Ready for part 2?
Nowadays, Tokyo looks like a shapeless blob trying to contain an ever-expanding human community. Its population reached one million in 1884. Irresistibly attracted by the seemingly endless opportunities the capital offered, more and more people kept pouring in. 30 years later, at the time of the disastrous earthquake, four million called Tokyo their home; in 1941, when Japan declared war to the United States and Great Britain, the population had already ballooned to over seven million. The Pacific War brought death and destruction, but by the time the 1964 Olympic Games celebrated the country’s return to the world stage, Tokyo already boasted over 10 million people. Today, the Tokyo Metropolis that in 1943 replaced Tokyo City has 13 million residents, and some two million buildings are squeezed inside its central 23 wards where nine million Tokyoites live.

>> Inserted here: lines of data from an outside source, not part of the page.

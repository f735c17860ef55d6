//! Quotelens CLI - cursor-aware string and entity search

use clap::{Parser, Subcommand};
use quotelens_client::{CodeIntel, SearchClient};
use quotelens_core::{EntitiesConfig, PatternKind, Position, QuotelensError, DEFAULT_CONFIG};
use std::path::{Path, PathBuf};

const DEFAULT_CONFIG_FILE: &str = "quotelens.toml";

#[derive(Parser)]
#[command(name = "quotelens")]
#[command(about = "Find the string or entity under a cursor and search for it", long_about = None)]
struct Cli {
    /// Entities config file (default: ./quotelens.toml when present)
    #[arg(long, global = true)]
    entities: Option<PathBuf>,

    /// Output as JSON
    #[arg(long, global = true)]
    json: bool,

    /// Search backend URL
    #[arg(long, global = true, env = "QUOTELENS_BACKEND_URL", default_value = "http://127.0.0.1:7080")]
    backend_url: String,

    #[command(subcommand)]
    command: Commands,
}

#[derive(Subcommand)]
enum Commands {
    /// Write a default quotelens.toml
    Init {
        /// Target path (default: ./quotelens.toml)
        path: Option<PathBuf>,
    },

    /// Load and validate the entities config
    Check,

    /// Print the string literal under a cursor (zero-based line/column)
    Locate {
        file: PathBuf,
        line: usize,
        character: usize,
    },

    /// Print hover content for the cursor position
    Hover {
        file: PathBuf,
        line: usize,
        character: usize,
    },

    /// Search definitions of the entity under the cursor
    Defs {
        file: PathBuf,
        line: usize,
        character: usize,
        /// Document URI (git://repo?rev#path) used to scope the search
        #[arg(long)]
        uri: Option<String>,
    },

    /// Search references to the entity or string under the cursor
    Refs {
        file: PathBuf,
        line: usize,
        character: usize,
        /// Document URI (git://repo?rev#path) used to scope the search
        #[arg(long)]
        uri: Option<String>,
    },

    /// Search implementations of the entity under the cursor
    Impls {
        file: PathBuf,
        line: usize,
        character: usize,
        /// Document URI (git://repo?rev#path) used to scope the search
        #[arg(long)]
        uri: Option<String>,
    },
}

fn main() {
    let cli = Cli::parse();

    let result = match &cli.command {
        Commands::Init { path } => cmd_init(path.clone()),
        Commands::Check => cmd_check(&cli),
        Commands::Locate {
            file,
            line,
            character,
        } => cmd_locate(&cli, file, Position::new(*line, *character)),
        Commands::Hover {
            file,
            line,
            character,
        } => cmd_hover(&cli, file, Position::new(*line, *character)),
        Commands::Defs {
            file,
            line,
            character,
            uri,
        } => cmd_occurrences(
            &cli,
            PatternKind::Definition,
            file,
            Position::new(*line, *character),
            uri.as_deref(),
        ),
        Commands::Refs {
            file,
            line,
            character,
            uri,
        } => cmd_occurrences(
            &cli,
            PatternKind::Reference,
            file,
            Position::new(*line, *character),
            uri.as_deref(),
        ),
        Commands::Impls {
            file,
            line,
            character,
            uri,
        } => cmd_occurrences(
            &cli,
            PatternKind::Implementation,
            file,
            Position::new(*line, *character),
            uri.as_deref(),
        ),
    };

    if let Err(e) = result {
        if cli.json {
            let error_json = match &e {
                QuotelensError::BackendError {
                    code,
                    message,
                    hint,
                } => {
                    serde_json::json!({ "code": code, "message": message, "hint": hint })
                }
                _ => {
                    serde_json::json!({ "code": "error", "message": e.to_string(), "hint": "" })
                }
            };
            eprintln!("{}", serde_json::to_string_pretty(&error_json).unwrap());
        } else {
            eprintln!("Error: {}", e);
        }
        std::process::exit(1);
    }
}

/// Load the entities config: explicit path, then ./quotelens.toml, then
/// the builtin defaults.
fn load_entities(cli: &Cli) -> Result<EntitiesConfig, QuotelensError> {
    if let Some(path) = &cli.entities {
        return EntitiesConfig::load(path);
    }
    let local = Path::new(DEFAULT_CONFIG_FILE);
    if local.exists() {
        return EntitiesConfig::load(local);
    }
    Ok(EntitiesConfig::builtin())
}

fn make_intel(cli: &Cli) -> Result<CodeIntel, QuotelensError> {
    let entities = load_entities(cli)?;
    Ok(CodeIntel::new(entities, SearchClient::new(&cli.backend_url)))
}

fn read_document(file: &Path) -> Result<String, QuotelensError> {
    Ok(std::fs::read_to_string(file)?)
}

fn cmd_init(path: Option<PathBuf>) -> Result<(), QuotelensError> {
    use colored::Colorize;

    let path = path.unwrap_or_else(|| PathBuf::from(DEFAULT_CONFIG_FILE));
    if path.exists() {
        return Err(QuotelensError::Io(std::io::Error::new(
            std::io::ErrorKind::AlreadyExists,
            format!("{} already exists", path.display()),
        )));
    }
    std::fs::write(&path, DEFAULT_CONFIG)?;

    println!("{} {}", "Created".green(), path.display());
    Ok(())
}

fn cmd_check(cli: &Cli) -> Result<(), QuotelensError> {
    use colored::Colorize;

    let entities = load_entities(cli)?;

    if cli.json {
        let summary: Vec<_> = entities
            .entities
            .iter()
            .map(|e| {
                serde_json::json!({
                    "name": e.name,
                    "definitions": e.definitions.len(),
                    "references": e.references.len(),
                    "implementations": e.implementations.len(),
                })
            })
            .collect();
        println!("{}", serde_json::to_string_pretty(&summary).unwrap());
        return Ok(());
    }

    for entity in &entities.entities {
        println!(
            "{} {} ({} definitions, {} references, {} implementations)",
            "Entity".blue(),
            entity.name,
            entity.definitions.len(),
            entity.references.len(),
            entity.implementations.len()
        );
    }
    println!("{} {} entities", "OK".green(), entities.entities.len());
    Ok(())
}

fn cmd_locate(cli: &Cli, file: &Path, position: Position) -> Result<(), QuotelensError> {
    use colored::Colorize;

    let text = read_document(file)?;
    match quotelens_core::string_at(&text, position) {
        Some(found) => {
            if cli.json {
                println!("{}", serde_json::to_string_pretty(&found).unwrap());
            } else {
                println!(
                    "{} {:?} (line {}, {}..{})",
                    "Literal".green(),
                    found.value,
                    found.span.line,
                    found.span.start,
                    found.span.end
                );
            }
        }
        None => {
            if cli.json {
                println!("null");
            } else {
                println!("{}", "No string literal at this position".yellow());
            }
        }
    }
    Ok(())
}

fn cmd_hover(cli: &Cli, file: &Path, position: Position) -> Result<(), QuotelensError> {
    use colored::Colorize;

    let intel = make_intel(cli)?;
    let text = read_document(file)?;
    match intel.hover(&text, position)? {
        Some(hover) => {
            if cli.json {
                println!("{}", serde_json::to_string_pretty(&hover).unwrap());
            } else {
                println!("{}", hover.contents);
                println!(
                    "{} line {}, {}..{}",
                    "Span".blue(),
                    hover.span.line,
                    hover.span.start,
                    hover.span.end
                );
            }
        }
        None => {
            if cli.json {
                println!("null");
            } else {
                println!("{}", "Nothing to hover at this position".yellow());
            }
        }
    }
    Ok(())
}

fn cmd_occurrences(
    cli: &Cli,
    kind: PatternKind,
    file: &Path,
    position: Position,
    uri: Option<&str>,
) -> Result<(), QuotelensError> {
    use colored::Colorize;

    let intel = make_intel(cli)?;
    let text = read_document(file)?;

    let runtime = tokio::runtime::Runtime::new()?;
    let locations = runtime.block_on(async {
        if kind == PatternKind::Reference {
            intel.references(uri, &text, position).await
        } else {
            intel.occurrences(kind, uri, &text, position).await
        }
    })?;

    if cli.json {
        println!("{}", serde_json::to_string_pretty(&locations).unwrap());
        return Ok(());
    }

    if locations.is_empty() {
        println!("{} no {}s found", "Done".yellow(), kind.as_str());
        return Ok(());
    }

    for location in &locations {
        println!(
            "{} {} line {} ({}..{})",
            kind.as_str().green(),
            location.uri,
            location.line,
            location.start,
            location.start + location.length
        );
    }
    println!("{} {} locations", "Done".green(), locations.len());
    Ok(())
}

Everybody seems to know Shibuya Crossing, but these videos are always fun to watch
Tokyo presents a bewildering array of modern architecture which has been built almost entirely from the beginning of the 20th century. Widely (and wildly) divergent styles and scales exist side by side among a confusing clutter of signs, vending machines and overhead power lines. At times, the visual and aural onslaught is unbearable. Particularly in the commercial districts, the streets have so much visual information that the environment seems indecipherable.
Even in the suburbs, you can’t escape the spiderweb of overhead power lines
In this constantly re-forming metropolis, buildings have always been treated as disposable objects, easily demolished or replaced, following the simple, straightforward logic of economic interest. Why waste a prime piece of land on a beautiful, historically and culturally important nine-story or – god forbid – three-story building (e.g. Frank Lloyd Wright’s old Imperial Hotel) when we can erect a 20- or 30-story skyscraper and sell all that office and residential space to businesses, shops, restaurants and tenants.
The concept of culture preservation is unknown in Japan, especially when it comes to modern architecture.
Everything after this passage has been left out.